┌─ Records provided

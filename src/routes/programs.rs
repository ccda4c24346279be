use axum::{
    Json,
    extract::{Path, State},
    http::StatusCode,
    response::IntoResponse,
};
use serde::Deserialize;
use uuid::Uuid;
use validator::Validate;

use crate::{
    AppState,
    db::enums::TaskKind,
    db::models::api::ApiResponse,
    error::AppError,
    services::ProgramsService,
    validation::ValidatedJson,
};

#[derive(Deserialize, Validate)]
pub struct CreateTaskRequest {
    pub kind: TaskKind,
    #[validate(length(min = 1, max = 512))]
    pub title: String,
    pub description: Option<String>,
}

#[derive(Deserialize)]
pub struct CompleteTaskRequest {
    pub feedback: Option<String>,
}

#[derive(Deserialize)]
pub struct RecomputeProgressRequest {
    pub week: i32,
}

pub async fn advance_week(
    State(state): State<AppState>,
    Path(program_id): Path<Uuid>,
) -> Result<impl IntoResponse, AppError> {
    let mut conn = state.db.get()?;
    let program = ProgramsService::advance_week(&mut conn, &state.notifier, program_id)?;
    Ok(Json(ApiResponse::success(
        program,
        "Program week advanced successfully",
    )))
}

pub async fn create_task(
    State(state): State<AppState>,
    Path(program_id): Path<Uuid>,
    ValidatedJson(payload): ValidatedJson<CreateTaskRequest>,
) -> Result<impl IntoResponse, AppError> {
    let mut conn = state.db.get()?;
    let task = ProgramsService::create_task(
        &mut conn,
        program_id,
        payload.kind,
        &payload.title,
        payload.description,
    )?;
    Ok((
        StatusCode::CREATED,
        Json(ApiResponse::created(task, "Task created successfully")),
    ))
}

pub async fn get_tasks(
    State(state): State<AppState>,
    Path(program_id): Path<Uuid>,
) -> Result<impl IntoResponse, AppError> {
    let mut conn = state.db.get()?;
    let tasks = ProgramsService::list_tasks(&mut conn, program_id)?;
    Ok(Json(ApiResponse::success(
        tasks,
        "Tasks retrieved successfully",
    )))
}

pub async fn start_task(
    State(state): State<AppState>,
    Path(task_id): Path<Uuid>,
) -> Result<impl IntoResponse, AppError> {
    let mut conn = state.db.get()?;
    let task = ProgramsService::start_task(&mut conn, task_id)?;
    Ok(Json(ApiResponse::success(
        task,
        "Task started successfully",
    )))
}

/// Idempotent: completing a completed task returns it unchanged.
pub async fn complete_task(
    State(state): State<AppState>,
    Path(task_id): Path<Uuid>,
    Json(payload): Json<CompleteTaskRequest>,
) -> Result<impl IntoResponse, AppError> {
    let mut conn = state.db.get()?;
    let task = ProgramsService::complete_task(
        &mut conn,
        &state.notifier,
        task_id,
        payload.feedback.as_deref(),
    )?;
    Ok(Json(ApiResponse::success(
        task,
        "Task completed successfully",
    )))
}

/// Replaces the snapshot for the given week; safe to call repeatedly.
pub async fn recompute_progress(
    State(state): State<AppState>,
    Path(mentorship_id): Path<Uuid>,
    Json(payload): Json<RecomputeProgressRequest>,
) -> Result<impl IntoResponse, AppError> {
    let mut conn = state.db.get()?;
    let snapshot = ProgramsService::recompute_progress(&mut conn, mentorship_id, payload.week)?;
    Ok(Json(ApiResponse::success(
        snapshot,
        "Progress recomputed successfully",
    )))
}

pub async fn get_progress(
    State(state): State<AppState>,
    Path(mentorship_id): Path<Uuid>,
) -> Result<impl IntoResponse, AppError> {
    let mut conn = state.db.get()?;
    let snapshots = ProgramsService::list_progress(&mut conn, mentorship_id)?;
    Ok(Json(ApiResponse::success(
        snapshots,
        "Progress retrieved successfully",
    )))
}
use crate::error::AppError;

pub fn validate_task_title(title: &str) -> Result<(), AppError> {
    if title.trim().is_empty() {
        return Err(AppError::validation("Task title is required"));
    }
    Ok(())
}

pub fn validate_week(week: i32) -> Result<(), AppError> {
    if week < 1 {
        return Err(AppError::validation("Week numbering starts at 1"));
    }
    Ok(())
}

└─

What you will do
Return every line of the data unchanged.

Problem solution
filename src/routes/programs.rs
repository ccda4c24346279be
use axum::{
    Json,
    extract::{Path, State},
    http::StatusCode,
    response::IntoResponse,
};
use serde::Deserialize;
use uuid::Uuid;
use validator::Validate;

use crate::{
    AppState,
    db::enums::TaskKind,
    db::models::api::ApiResponse,
    error::AppError,
    services::ProgramsService,
    validation::ValidatedJson,
};

#[derive(Deserialize, Validate)]
pub struct CreateTaskRequest {
    pub kind: TaskKind,
    #[validate(length(min = 1, max = 512))]
    pub title: String,
    pub description: Option<String>,
}

#[derive(Deserialize)]
pub struct CompleteTaskRequest {
    pub feedback: Option<String>,
}

#[derive(Deserialize)]
pub struct RecomputeProgressRequest {
    pub week: i32,
}

pub async fn advance_week(
    State(state): State<AppState>,
    Path(program_id): Path<Uuid>,
) -> Result<impl IntoResponse, AppError> {
    let mut conn = state.db.get()?;
    let program = ProgramsService::advance_week(&mut conn, &state.notifier, program_id)?;
    Ok(Json(ApiResponse::success(
        program,
        "Program week advanced successfully",
    )))
}

pub async fn create_task(
    State(state): State<AppState>,
    Path(program_id): Path<Uuid>,
    ValidatedJson(payload): ValidatedJson<CreateTaskRequest>,
) -> Result<impl IntoResponse, AppError> {
    let mut conn = state.db.get()?;
    let task = ProgramsService::create_task(
        &mut conn,
        program_id,
        payload.kind,
        &payload.title,
        payload.description,
    )?;
    Ok((
        StatusCode::CREATED,
        Json(ApiResponse::created(task, "Task created successfully")),
    ))
}

pub async fn get_tasks(
    State(state): State<AppState>,
    Path(program_id): Path<Uuid>,
) -> Result<impl IntoResponse, AppError> {
    let mut conn = state.db.get()?;
    let tasks = ProgramsService::list_tasks(&mut conn, program_id)?;
    Ok(Json(ApiResponse::success(
        tasks,
        "Tasks retrieved successfully",
    )))
}

pub async fn start_task(
    State(state): State<AppState>,
    Path(task_id): Path<Uuid>,
) -> Result<impl IntoResponse, AppError> {
    let mut conn = state.db.get()?;
    let task = ProgramsService::start_task(&mut conn, task_id)?;
    Ok(Json(ApiResponse::success(
        task,
        "Task started successfully",
    )))
}

/// Idempotent: completing a completed task returns it unchanged.
pub async fn complete_task(
    State(state): State<AppState>,
    Path(task_id): Path<Uuid>,
    Json(payload): Json<CompleteTaskRequest>,
) -> Result<impl IntoResponse, AppError> {
    let mut conn = state.db.get()?;
    let task = ProgramsService::complete_task(
        &mut conn,
        &state.notifier,
        task_id,
        payload.feedback.as_deref(),
    )?;
    Ok(Json(ApiResponse::success(
        task,
        "Task completed successfully",
    )))
}

/// Replaces the snapshot for the given week; safe to call repeatedly.
pub async fn recompute_progress(
    State(state): State<AppState>,
    Path(mentorship_id): Path<Uuid>,
    Json(payload): Json<RecomputeProgressRequest>,
) -> Result<impl IntoResponse, AppError> {
    let mut conn = state.db.get()?;
    let snapshot = ProgramsService::recompute_progress(&mut conn, mentorship_id, payload.week)?;
    Ok(Json(ApiResponse::success(
        snapshot,
        "Progress recomputed successfully",
    )))
}

pub async fn get_progress(
    State(state): State<AppState>,
    Path(mentorship_id): Path<Uuid>,
) -> Result<impl IntoResponse, AppError> {
    let mut conn = state.db.get()?;
    let snapshots = ProgramsService::list_progress(&mut conn, mentorship_id)?;
    Ok(Json(ApiResponse::success(
        snapshots,
        "Progress retrieved successfully",
    )))
}
use crate::error::AppError;

pub fn validate_task_title(title: &str) -> Result<(), AppError> {
    if title.trim().is_empty() {
        return Err(AppError::validation("Task title is required"));
    }
    Ok(())
}

pub fn validate_week(week: i32) -> Result<(), AppError> {
    if week < 1 {
        return Err(AppError::validation("Week numbering starts at 1"));
    }
    Ok(())
}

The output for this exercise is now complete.